ABOUT THE FILM
A poetic kaleidoscopic meditation on the irrepressible awe of being, "reverence" is a selection from Cinema Divina, M's ongoing series of genre-fluid films (short, autobiographic, poetic, psalm-like, essayistic) created through contemplative practice.
Director Statement
“reverence” is a reincarnation of one of my first contemplative films originally composed in the early/mid-aughts when a retreat center invited me to create a piece about reverence—a topic (a word) I’d thought little about. I lived then along the coast of Washington State between the edge of the Pacific Ocean and Willapa Bay. Living on that sandbar less than a mile wide brought me deep into the natural world for the first time in my adult life and as I began to reflect on the idea of reverence, I realized I was experiencing a feral everyday sacredness. This coincided with the deepening of friendships, the death of a close friend, and my mother’s failing health. The voiceover for “reverence” is issued from contemplative writing about the juxtaposition of those and other extreme personal events. All this was before phone cameras, and I’d begun experimenting with shooting low-fidelity video with a point-and-shoot Canon PowerShot G3. I was in mad love with the easy and spontaneous cinematic access that the camera gave me to everyday life. Add to that love wild inspiration from an immersive video art installation in NYC I spent time with at The MoMA—Pipilotti Rist’s Ever Is Over All, a 4-minute feminist feat lusciously rendered through consumer-grade video cameras with all their imperfections made lavishly surreal.

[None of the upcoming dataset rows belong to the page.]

use anyhow::Context;
use chyle::{
    config::{RuntimeConfig, Settings},
    enrichment::ExpansionService,
    models::{records_from_json, Record},
};
use clap::{Parser, Subcommand};
use std::io::Read;
use std::path::PathBuf;
use tracing_subscriber::{fmt, layer::SubscriberExt, util::SubscriberInitExt, EnvFilter};

#[derive(Parser)]
#[command(name = "chyle")]
#[command(about = "Enrich commit records with issue tracker data", long_about = None)]
#[command(version)]
struct Cli {
    /// Runtime configuration file (TOML)
    #[arg(short, long, global = true, env = "CHYLE_CONFIG_PATH")]
    config: Option<PathBuf>,

    #[command(subcommand)]
    command: Commands,
}

#[derive(Subcommand)]
enum Commands {
    /// Expand a JSON array of records and print the result
    Expand {
        /// Input file, stdin when omitted
        #[arg(short, long)]
        input: Option<PathBuf>,

        /// Pretty print output
        #[arg(short, long)]
        pretty: bool,
    },

    /// Validate integration settings and list enabled expanders
    Check,
}

fn init_tracing(runtime: &RuntimeConfig) {
    let filter = EnvFilter::try_from_default_env()
        .unwrap_or_else(|_| EnvFilter::new(format!("chyle={}", runtime.log_level)));

    // stdout carries records, logs go to stderr
    let registry = tracing_subscriber::registry().with(filter);
    if runtime.json_logs {
        registry
            .with(fmt::layer().json().with_writer(std::io::stderr))
            .init();
    } else {
        registry.with(fmt::layer().with_writer(std::io::stderr)).init();
    }
}

fn read_records(input: Option<&PathBuf>) -> anyhow::Result<Vec<Record>> {
    let raw = match input {
        Some(path) => std::fs::read_to_string(path)
            .with_context(|| format!("can't read records from {}", path.display()))?,
        None => {
            let mut raw = String::new();
            std::io::stdin()
                .read_to_string(&mut raw)
                .context("can't read records from stdin")?;
            raw
        }
    };

    Ok(records_from_json(&raw)?)
}

async fn run(cli: Cli) -> anyhow::Result<()> {
    let runtime = RuntimeConfig::load(cli.config.as_deref())?;
    init_tracing(&runtime);

    tracing::info!("Starting chyle v{}", env!("CARGO_PKG_VERSION"));

    let settings = Settings::from_env()?;
    let service = ExpansionService::new(&settings, &runtime)?;

    match cli.command {
        Commands::Check => {
            for name in service.pipeline().expander_names() {
                println!("{}", name);
            }
        }
        Commands::Expand { input, pretty } => {
            let records = read_records(input.as_ref())?;

            service.authenticate().await?;
            let records = service.process(records).await?;

            let output = if pretty {
                serde_json::to_string_pretty(&records)?
            } else {
                serde_json::to_string(&records)?
            };
            println!("{}", output);
        }
    }

    Ok(())
}

#[tokio::main]
async fn main() {
    let cli = Cli::parse();

    if let Err(e) = run(cli).await {
        eprintln!("{:#}", e);
        std::process::exit(1);
    }
}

I recently screened the 2008 “reverence” at a retreat center and in the process began seeing the formal possibilities of visually moving through time, slowly, from the original 4:3 aspect ratio to 16:9, evoking a kind of kaleidoscopic infinity—from a personal to a collective reverence. I also imagined hearing a soundscape that didn’t exist before. It felt like an invitation to remake “reverence” and offer it to the world beyond retreat centers.
About the Director
Working at the intersections of reckoning and resiliency, queerness and film, and contemplative, creative, and social art practices, M is the author of The Illuminated Space: A Personal Theory and Contemplative Practice of Media Art (Winner of the 2020 Nautilus Book Award Gold Medal for Creativity & Innovation, The 3rd Thing, 2020); and creator of Cinema Divina—evocative short films made through and for contemplative practice. M’s films have been featured on PBS and in galleries, spirituality centers, theaters, and festivals worldwide. Their text and media art pieces have been published in or at The Fourth Genre, Blackbird, Ninth Letter, TriQuarterly, Rolling Stone, and elsewhere. They’ve received The Evergreen State College Faculty Foundation Grant, The Arch & Bruce Brown Foundation Grant, Artist Trust Grants for Artist Projects, and multiple Washington State Artist Trust Media Arts Fellowships. M’s work has screened most recently in Albuquerque's Experiments in Cinema, LA’s Film and Video Poetry Symposium, London’s MircoActs, the Nature and Culture Film Festival in Copenhagen, the Midwest Video Poetry Fest in Madison, and at the International Video Poetry Festival in Athens, Greece. They are currently co-curating the forthcoming Good Symptom, a serial anthology of time-based disturbances (The 3rd Thing, 2023).